Her eyes were hard and flat, dry obsidian marbles. That was all he allowed himself to absorb at first glance. It was drink to a drunk, heroin to a junkie, d-Con to a starving rat.
“Your face is red,” she said. “Are you blushing?”
“Jake got a little too close to the campfire while he was roasting his weenie,” Joshua said.
“Oh, that thing. I didn’t know you still had one,” she said to Jacob.
Life had marked her, the plows of time and hardship dragging furrows into her face. But her lips were as robust as October persimmons, though the corner of her mouth twisted in disdain. She had probably been born with that mannerism, hatched in the dirty hut of an illegal immigrant’s shack in Piney Flats, where the Christmas tree farms leached their insecticides into the slow-moving creeks. On land that Warren Wells had owned and lorded over.
He couldn’t look away from her eyes. They were as deep and dark as that grotto into which he had descended while hospitalized. They held the promise of cool suffocation, a slow and pitiless drowning. Though her skin had changed, losing some of that caramel luster, her eyes were untouched by the years that had passed since he had last seen her. Those eyes were as ancient as Mayan idols.
“How is the wife and kids?” she asked.
Jacob looked at Joshua, who smiled as if he had swallowed a greasy lizard. “You told her, didn’t you?” Jacob managed.
Joshua shrugged and snuffed his cigarette against the wall. “Family secrets.”
Jacob’s head throbbed, the sun now high and bright and piercing him as if its needles were sewing his skin to his flesh. “I need a drink.”
“Drinking is a want, not a need,” Joshua said.

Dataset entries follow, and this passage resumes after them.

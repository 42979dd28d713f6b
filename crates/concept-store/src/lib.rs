//! Storage primitives for the concept dictionary.
//!
//! The dictionary workload is dominated by short byte strings: lowercase
//! words used as hash keys, short phrases kept in their original casing, and
//! tiny ordered sets of word counts. Everything here is allocation-conscious:
//! one small-buffer core ([`SmallBytes`], crate-private) backs both the
//! growable [`ByteBuf`] and the terminated [`TextValue`], keeping short
//! values inline and spilling to the heap only when they outgrow the inline
//! window.
//!
//! Storage transitions are one-way: once a value has spilled to the heap it
//! never moves back inline, even after shrinking. Capacity is monotonic
//! non-decreasing and `len <= capacity` holds at all times.
//!
//! Borrowed data has no special type here. A zero-copy view of a buffer is an
//! ordinary `&[u8]` or `&str`, which carries the read-only guarantee in the
//! type system instead of silently ignoring mutation.

use std::cmp::Ordering;
use std::fmt;
use std::ops::Deref;

/// Inline capacity of [`ByteBuf`], in bytes.
pub const BUF_INLINE_CAP: usize = 8;

/// Inline capacity of [`TextValue`]: content up to a pointer's width, plus
/// the trailing terminator.
pub const TEXT_INLINE_CAP: usize = size_of::<usize>() + 1;

#[derive(Clone)]
enum Repr<const N: usize> {
    Inline { len: u8, data: [u8; N] },
    Heap(Vec<u8>),
}

/// Shared small-buffer core. Inline up to `N` bytes, heap `Vec` beyond.
/// Promotion to the heap is irreversible.
#[derive(Clone)]
struct SmallBytes<const N: usize> {
    repr: Repr<N>,
}

impl<const N: usize> SmallBytes<N> {
    const fn new() -> Self {
        Self {
            repr: Repr::Inline {
                len: 0,
                data: [0; N],
            },
        }
    }

    /// Pre-size the storage: inline when the request fits, otherwise a heap
    /// buffer of exactly the requested capacity.
    fn with_exact_capacity(cap: usize) -> Self {
        if cap <= N {
            Self::new()
        } else {
            Self {
                repr: Repr::Heap(Vec::with_capacity(cap)),
            }
        }
    }

    fn len(&self) -> usize {
        match &self.repr {
            Repr::Inline { len, .. } => *len as usize,
            Repr::Heap(v) => v.len(),
        }
    }

    fn capacity(&self) -> usize {
        match &self.repr {
            Repr::Inline { .. } => N,
            Repr::Heap(v) => v.capacity(),
        }
    }

    fn is_heap(&self) -> bool {
        matches!(self.repr, Repr::Heap(_))
    }

    fn as_slice(&self) -> &[u8] {
        match &self.repr {
            Repr::Inline { len, data } => &data[..*len as usize],
            Repr::Heap(v) => v.as_slice(),
        }
    }

    fn as_mut_slice(&mut self) -> &mut [u8] {
        match &mut self.repr {
            Repr::Inline { len, data } => &mut data[..*len as usize],
            Repr::Heap(v) => v.as_mut_slice(),
        }
    }

    /// Grow capacity to at least `total` bytes, preserving content. Promotes
    /// inline storage to the heap when `total` exceeds the inline window.
    fn reserve(&mut self, total: usize) {
        match &mut self.repr {
            Repr::Inline { len, data } => {
                if total > N {
                    let mut v = Vec::with_capacity(total);
                    v.extend_from_slice(&data[..*len as usize]);
                    self.repr = Repr::Heap(v);
                }
            }
            Repr::Heap(v) => {
                v.reserve(total.saturating_sub(v.len()));
            }
        }
    }

    fn push(&mut self, byte: u8) {
        self.extend_from_slice(&[byte]);
    }

    fn extend_from_slice(&mut self, bytes: &[u8]) {
        let needed = self.len() + bytes.len();
        if needed > N && !self.is_heap() {
            self.reserve(needed);
        }
        match &mut self.repr {
            // Only reachable when `needed <= N`.
            Repr::Inline { len, data } => {
                let at = *len as usize;
                data[at..at + bytes.len()].copy_from_slice(bytes);
                *len = needed as u8;
            }
            Repr::Heap(v) => v.extend_from_slice(bytes),
        }
    }

    /// Shorten to `new_len` bytes. Capacity and heap/inline state are kept.
    fn truncate(&mut self, new_len: usize) {
        match &mut self.repr {
            Repr::Inline { len, .. } => {
                if new_len < *len as usize {
                    *len = new_len as u8;
                }
            }
            Repr::Heap(v) => v.truncate(new_len),
        }
    }
}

Carlita lifted her bottle of beer and drank. The bottle was beaded with moist drops of water, further arousing Jacob’s thirst. She twisted her mouth again and pressed the Corona Light to her forehead, the motion causing her unbridled breasts to sway beneath her checked flannel shirt. Her denim jeans were tight around the curves of her thighs. She hadn’t borne any children. She had moved too fast to be pinned down, had evaded all sperm that swam upstream against her unwelcoming currents.